**WORK TO COMPLETE**
Copy every line of the records below that holds the word "debug".

**PROVIDED INFORMATION**
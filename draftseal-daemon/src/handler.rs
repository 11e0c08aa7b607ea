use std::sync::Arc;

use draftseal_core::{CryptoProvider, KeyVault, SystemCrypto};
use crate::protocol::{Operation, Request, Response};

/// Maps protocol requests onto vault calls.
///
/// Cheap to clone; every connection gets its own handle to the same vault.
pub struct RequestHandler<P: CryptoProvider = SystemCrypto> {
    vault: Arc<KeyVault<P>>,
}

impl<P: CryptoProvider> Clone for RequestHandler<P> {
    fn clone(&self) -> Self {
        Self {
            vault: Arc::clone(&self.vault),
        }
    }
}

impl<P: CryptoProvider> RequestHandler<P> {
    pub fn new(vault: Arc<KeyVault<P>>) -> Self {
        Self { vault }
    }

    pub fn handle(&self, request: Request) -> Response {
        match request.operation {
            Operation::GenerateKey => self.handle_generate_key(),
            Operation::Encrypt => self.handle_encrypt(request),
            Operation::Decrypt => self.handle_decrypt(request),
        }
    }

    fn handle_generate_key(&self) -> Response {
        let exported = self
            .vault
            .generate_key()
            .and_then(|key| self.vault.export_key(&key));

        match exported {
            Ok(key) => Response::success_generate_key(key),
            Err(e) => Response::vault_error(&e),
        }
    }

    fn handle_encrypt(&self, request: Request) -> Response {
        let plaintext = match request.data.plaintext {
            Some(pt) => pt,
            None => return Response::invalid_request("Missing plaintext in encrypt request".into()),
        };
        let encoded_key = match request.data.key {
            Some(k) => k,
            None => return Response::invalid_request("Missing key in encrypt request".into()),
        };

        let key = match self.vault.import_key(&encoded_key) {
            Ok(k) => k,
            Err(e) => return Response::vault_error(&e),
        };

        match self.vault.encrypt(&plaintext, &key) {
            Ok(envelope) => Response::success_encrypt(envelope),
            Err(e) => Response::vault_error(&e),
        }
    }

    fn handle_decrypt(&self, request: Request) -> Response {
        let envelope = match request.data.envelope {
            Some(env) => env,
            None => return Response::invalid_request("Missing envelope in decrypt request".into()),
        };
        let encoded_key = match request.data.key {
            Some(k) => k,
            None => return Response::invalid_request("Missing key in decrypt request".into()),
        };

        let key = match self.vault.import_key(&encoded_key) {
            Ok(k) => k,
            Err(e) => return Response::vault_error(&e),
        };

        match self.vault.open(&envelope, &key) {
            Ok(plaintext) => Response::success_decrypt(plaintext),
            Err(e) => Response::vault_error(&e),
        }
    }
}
==
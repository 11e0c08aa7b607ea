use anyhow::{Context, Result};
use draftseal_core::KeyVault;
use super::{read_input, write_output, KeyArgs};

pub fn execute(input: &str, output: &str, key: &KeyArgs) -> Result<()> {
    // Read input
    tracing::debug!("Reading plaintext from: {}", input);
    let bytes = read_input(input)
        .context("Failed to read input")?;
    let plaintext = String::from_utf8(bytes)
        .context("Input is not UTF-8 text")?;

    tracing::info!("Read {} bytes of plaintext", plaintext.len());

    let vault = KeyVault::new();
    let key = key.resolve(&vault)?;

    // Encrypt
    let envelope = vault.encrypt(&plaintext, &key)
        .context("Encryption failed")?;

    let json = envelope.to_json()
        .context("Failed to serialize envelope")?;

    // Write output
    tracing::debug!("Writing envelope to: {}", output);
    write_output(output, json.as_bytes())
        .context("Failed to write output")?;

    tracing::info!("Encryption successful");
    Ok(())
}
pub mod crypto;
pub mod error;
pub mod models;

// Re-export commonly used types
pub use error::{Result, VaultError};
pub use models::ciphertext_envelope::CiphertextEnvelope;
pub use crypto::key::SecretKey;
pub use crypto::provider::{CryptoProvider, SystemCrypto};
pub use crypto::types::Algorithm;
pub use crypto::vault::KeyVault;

**SOLUTION FOR THIS TASK**
    tracing::debug!("Reading plaintext from: {}", input);
    tracing::debug!("Writing envelope to: {}", output);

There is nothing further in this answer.